» Goal of the exercise: For each line below that contains the word "reason", make a copy.

[Records from a collection]
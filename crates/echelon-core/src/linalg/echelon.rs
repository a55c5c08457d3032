//! Gauss-Jordan row reduction and the quantities read off its output.
//!
//! [`rref`] is the shared primitive behind rank, nullity, linear
//! independence and the subspace bases in [`super::subspace`].

use log::trace;

use crate::config::EPS;
use crate::matrix::Matrix;

/// Reduced row-echelon form of `m`.
///
/// Columns are processed left to right with a cursor on the next pivot row.
/// The first entry at or below the cursor with magnitude above [`EPS`]
/// becomes the pivot; columns without one are skipped. The pivot row is
/// scaled so the pivot is exactly `1`, and the column is cleared in every
/// other row, above and below.
///
/// ```
/// # use echelon_core::matrix::Matrix;
/// # use echelon_core::linalg::rref;
/// let a = Matrix::from_rows(&[[1.0, 2.0], [2.0, 4.0]]).unwrap();
/// let r = rref(&a);
/// assert_eq!(r.to_rows(), vec![vec![1.0, 2.0], vec![0.0, 0.0]]);
/// ```
#[must_use]
pub fn rref(m: &Matrix) -> Matrix {
    let (num_rows, num_cols) = m.shape();
    let mut a = m.clone();
    let mut cursor = 0;

    for c in 0..num_cols {
        let Some(pivot_row) = (cursor..num_rows).find(|&r| a[(r, c)].abs() > EPS) else {
            continue;
        };
        trace!("rref: column {c} pivots on row {pivot_row}");

        a.swap_rows(cursor, pivot_row);

        let pivot = a[(cursor, c)];
        for x in a.row_mut(cursor) {
            *x /= pivot;
        }

        for r in 0..num_rows {
            if r != cursor {
                let factor = a[(r, c)];
                a.sub_row_multiple(r, cursor, factor);
            }
        }

        cursor += 1;
        if cursor >= num_rows {
            break;
        }
    }

    a
}

/// Column index of the leading nonzero entry of each nonzero row of
/// `rref(m)`, in row order.
pub fn pivot_columns(m: &Matrix) -> Vec<usize> {
    leading_columns(&rref(m))
}

pub(crate) fn leading_columns(reduced: &Matrix) -> Vec<usize> {
    reduced
        .rows()
        .filter_map(|row| row.iter().position(|x| x.abs() > EPS))
        .collect()
}

/// Number of rows of `rref(m)` with at least one entry above [`EPS`].
pub fn rank(m: &Matrix) -> usize {
    rref(m)
        .rows()
        .filter(|row| row.iter().any(|x| x.abs() > EPS))
        .count()
}

/// Nullity: `ncols - rank`.
pub fn null(m: &Matrix) -> usize {
    m.ncols() - rank(m)
}

/// Whether the columns of `m` are linearly independent.
pub fn lin_ind(m: &Matrix) -> bool {
    rank(m) == m.ncols()
}

impl Matrix {
    #[must_use]
    pub fn rref(&self) -> Matrix {
        rref(self)
    }

    pub fn rank(&self) -> usize {
        rank(self)
    }
}
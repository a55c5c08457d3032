//! Tolerances and solver options.

#[cfg(feature = "serde")]
use serde::{Deserialize, Serialize};

/// Magnitudes below this are treated as exactly zero: pivot detection,
/// rank deficiency, singularity and zero-vector checks all use it.
pub const EPS: f64 = 1e-10;

/// Iteration limits for the unshifted QR eigenvalue algorithm.
///
/// ```
/// # use echelon_core::config::EigenOptions;
/// let opts = EigenOptions::default().with_max_iter(50);
/// assert_eq!(opts.max_iter, 50);
/// assert_eq!(opts.tol, 1e-10);
/// ```
#[derive(Debug, Clone, Copy, PartialEq)]
#[cfg_attr(feature = "serde", derive(Serialize, Deserialize))]
pub struct EigenOptions {
    /// Maximum number of `A <- RQ` steps before giving up.
    pub max_iter: usize,
    /// Convergence threshold on the entrywise change of the diagonal.
    pub tol: f64,
}

impl EigenOptions {
    pub const DEFAULT_MAX_ITER: usize = 1000;
    pub const DEFAULT_TOL: f64 = 1e-10;

    #[must_use]
    pub fn with_max_iter(mut self, max_iter: usize) -> Self {
        self.max_iter = max_iter;
        self
    }

    #[must_use]
    pub fn with_tol(mut self, tol: f64) -> Self {
        self.tol = tol;
        self
    }
}

impl Default for EigenOptions {
    fn default() -> Self {
        Self {
            max_iter: Self::DEFAULT_MAX_ITER,
            tol: Self::DEFAULT_TOL,
        }
    }
}
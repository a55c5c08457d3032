//! Bases for the four fundamental subspaces, read off the RREF.
//!
//! Every basis is returned as a list of vectors. Column-space vectors have
//! length `nrows` (they are columns of the original matrix); null-space and
//! row-space vectors have length `ncols`.

use super::echelon::{leading_columns, rref};
use crate::config::EPS;
use crate::matrix::Matrix;

/// Basis of the null space of `m`, one vector per free column.
///
/// Each vector has `1` in its free position and, for every pivot row, the
/// negated RREF coefficient of that free column in the pivot position. When
/// there are no free columns the trivial basis `[[0, ..., 0]]` is returned.
///
/// ```
/// # use echelon_core::matrix::Matrix;
/// # use echelon_core::linalg::null_space;
/// let a = Matrix::from_rows(&[[1.0, 2.0], [2.0, 4.0]]).unwrap();
/// assert_eq!(null_space(&a), vec![vec![-2.0, 1.0]]);
/// ```
pub fn null_space(m: &Matrix) -> Vec<Vec<f64>> {
    let num_cols = m.ncols();
    let reduced = rref(m);
    let pivots = leading_columns(&reduced);

    let basis: Vec<Vec<f64>> = (0..num_cols)
        .filter(|j| !pivots.contains(j))
        .map(|free| {
            let mut v = vec![0.0; num_cols];
            v[free] = 1.0;
            for (i, &p) in pivots.iter().enumerate() {
                v[p] = -reduced[(i, free)];
            }
            v
        })
        .collect();

    if basis.is_empty() {
        vec![vec![0.0; num_cols]]
    } else {
        basis
    }
}

/// Basis of the column space: the pivot columns of the original matrix.
///
/// ```
/// # use echelon_core::matrix::Matrix;
/// # use echelon_core::linalg::col_space;
/// let a = Matrix::from_rows(&[[1.0, 2.0, 0.0], [2.0, 4.0, 1.0]]).unwrap();
/// assert_eq!(col_space(&a), vec![vec![1.0, 2.0], vec![0.0, 1.0]]);
/// ```
pub fn col_space(m: &Matrix) -> Vec<Vec<f64>> {
    leading_columns(&rref(m))
        .into_iter()
        .map(|j| m.column(j))
        .collect()
}

/// Basis of the row space: the nonzero rows of the RREF.
pub fn row_space(m: &Matrix) -> Vec<Vec<f64>> {
    rref(m)
        .rows()
        .filter(|row| row.iter().any(|x| x.abs() > EPS))
        .map(<[f64]>::to_vec)
        .collect()
}

#[cfg(test)]
#[allow(clippy::float_cmp)]
mod tests {
    use super::*;
    use crate::linalg::matrix_times_vector;

    fn mat(rows: &[&[f64]]) -> Matrix {
        Matrix::from_rows(rows).unwrap()
    }

    #[test]
    fn test_null_space_vectors_are_annihilated() {
        let a = mat(&[&[1.0, 2.0, 3.0], &[4.0, 5.0, 6.0], &[7.0, 8.0, 9.0]]);
        let basis = null_space(&a);
        assert_eq!(basis.len(), 1);
        for v in &basis {
            let av = matrix_times_vector(&a, v).unwrap();
            assert!(av.iter().all(|x| x.abs() < 1e-10));
        }
        // Free column is the last one, so its entry is exactly 1.
        assert_eq!(basis[0][2], 1.0);
    }

    #[test]
    fn test_null_space_multiple_free_columns() {
        let a = mat(&[&[1.0, 2.0, 0.0, 3.0]]);
        let basis = null_space(&a);
        assert_eq!(
            basis,
            vec![
                vec![-2.0, 1.0, 0.0, 0.0],
                vec![-0.0, 0.0, 1.0, 0.0],
                vec![-3.0, 0.0, 0.0, 1.0],
            ]
        );
    }

    #[test]
    fn test_null_space_trivial() {
        let basis = null_space(&Matrix::eye(3));
        assert_eq!(basis, vec![vec![0.0; 3]]);
    }

    #[test]
    fn test_col_space_uses_original_columns() {
        let a = mat(&[&[1.0, 2.0, 3.0], &[2.0, 4.0, 7.0], &[3.0, 6.0, 10.0]]);
        let basis = col_space(&a);
        assert_eq!(basis, vec![vec![1.0, 2.0, 3.0], vec![3.0, 7.0, 10.0]]);
    }

    #[test]
    fn test_col_space_vector_length_is_nrows() {
        let a = mat(&[&[1.0, 0.0, 2.0, 1.0], &[0.0, 1.0, 1.0, 1.0]]);
        let basis = col_space(&a);
        assert_eq!(basis.len(), 2);
        assert!(basis.iter().all(|v| v.len() == 2));
    }

    #[test]
    fn test_row_space() {
        let a = mat(&[&[1.0, 2.0], &[2.0, 4.0], &[0.0, 1.0]]);
        let basis = row_space(&a);
        assert_eq!(basis.len(), 2);
        assert!(basis.iter().all(|v| v.len() == 2));
        assert_eq!(basis[0], vec![1.0, 0.0]);
        assert_eq!(basis[1], vec![0.0, 1.0]);
    }

    #[test]
    fn test_row_space_zero_matrix() {
        assert!(row_space(&Matrix::zeros(2, 2)).is_empty());
    }
}
//! `Display` formatting for [`Matrix`].

use core::fmt;

use super::Matrix;

impl fmt::Display for Matrix {
    fn fmt(&self, f: &mut fmt::Formatter<'_>) -> fmt::Result {
        if self.nrows == 1 {
            write!(f, "matrix([")?;
            write_row(f, self.row(0))?;
            return write!(f, "])");
        }

        writeln!(f, "matrix([")?;
        for (r, row) in self.rows().enumerate() {
            write!(f, "  ")?;
            write_row(f, row)?;
            if r < self.nrows - 1 {
                writeln!(f, ",")?;
            } else {
                writeln!(f)?;
            }
        }
        write!(f, "])")
    }
}

fn write_row(f: &mut fmt::Formatter<'_>, row: &[f64]) -> fmt::Result {
    write!(f, "[")?;
    for (i, v) in row.iter().enumerate() {
        if i > 0 {
            write!(f, ", ")?;
        }
        match f.precision() {
            Some(p) => write!(f, "{v:.p$}")?,
            None => write!(f, "{v}")?,
        }
    }
    write!(f, "]")
}
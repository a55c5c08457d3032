//! Vector-space utilities: cross product, projection, change of basis.

use crate::config::EPS;
use crate::error::{LinalgError, Result};
use crate::linalg::blas::{dot_product, matrix_mult, scal};
use crate::linalg::elimination::inverse;
use crate::matrix::Matrix;
use crate::validate::{ensure_square, validate_vector};

/// Determinant of `[[a, b], [c, d]]`.
#[inline]
fn det2(a: f64, b: f64, c: f64, d: f64) -> f64 {
    a * d - b * c
}

/// Cross product of two 3-vectors.
///
/// Each component is a signed 2x2 determinant of the other two coordinates.
///
/// ```
/// # use echelon_core::linalg::cross;
/// assert_eq!(cross(&[1.0, 0.0, 0.0], &[0.0, 1.0, 0.0]).unwrap(), [0.0, 0.0, 1.0]);
/// ```
pub fn cross(v1: &[f64], v2: &[f64]) -> Result<[f64; 3]> {
    validate_vector(v1)?;
    validate_vector(v2)?;
    let (&[x1, y1, z1], &[x2, y2, z2]) = (v1, v2) else {
        return Err(LinalgError::Shape {
            reason: "cross product requires 3-dimensional vectors",
        });
    };
    Ok([
        det2(y1, z1, y2, z2),
        -det2(x1, z1, x2, z2),
        det2(x1, y1, x2, y2),
    ])
}

/// Orthogonal projection of `a` onto the line spanned by `v`:
/// `(a . v / v . v) * v`.
///
/// ```
/// # use echelon_core::linalg::projection;
/// assert_eq!(projection(&[2.0, 3.0], &[1.0, 0.0]).unwrap(), vec![2.0, 0.0]);
/// ```
pub fn projection(a: &[f64], v: &[f64]) -> Result<Vec<f64>> {
    validate_vector(a)?;
    validate_vector(v)?;

    let v_dot_v = dot_product(v, v)?;
    if v_dot_v.abs() < EPS {
        return Err(LinalgError::ZeroVector);
    }

    let mut proj = v.to_vec();
    scal(dot_product(a, v)? / v_dot_v, &mut proj)?;
    Ok(proj)
}

/// Change-of-basis matrix from `old_basis` coordinates to `new_basis`
/// coordinates: `inverse(new_basis) @ old_basis`.
pub fn change_of_basis(old_basis: &Matrix, new_basis: &Matrix) -> Result<Matrix> {
    let n_old = ensure_square(old_basis)?;
    let n_new = ensure_square(new_basis)?;
    if n_old != n_new {
        return Err(LinalgError::Shape {
            reason: "bases must have the same dimension",
        });
    }
    matrix_mult(&inverse(new_basis)?, old_basis)
}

» Answer space:
            reason: "cross product requires 3-dimensional vectors",
            reason: "bases must have the same dimension",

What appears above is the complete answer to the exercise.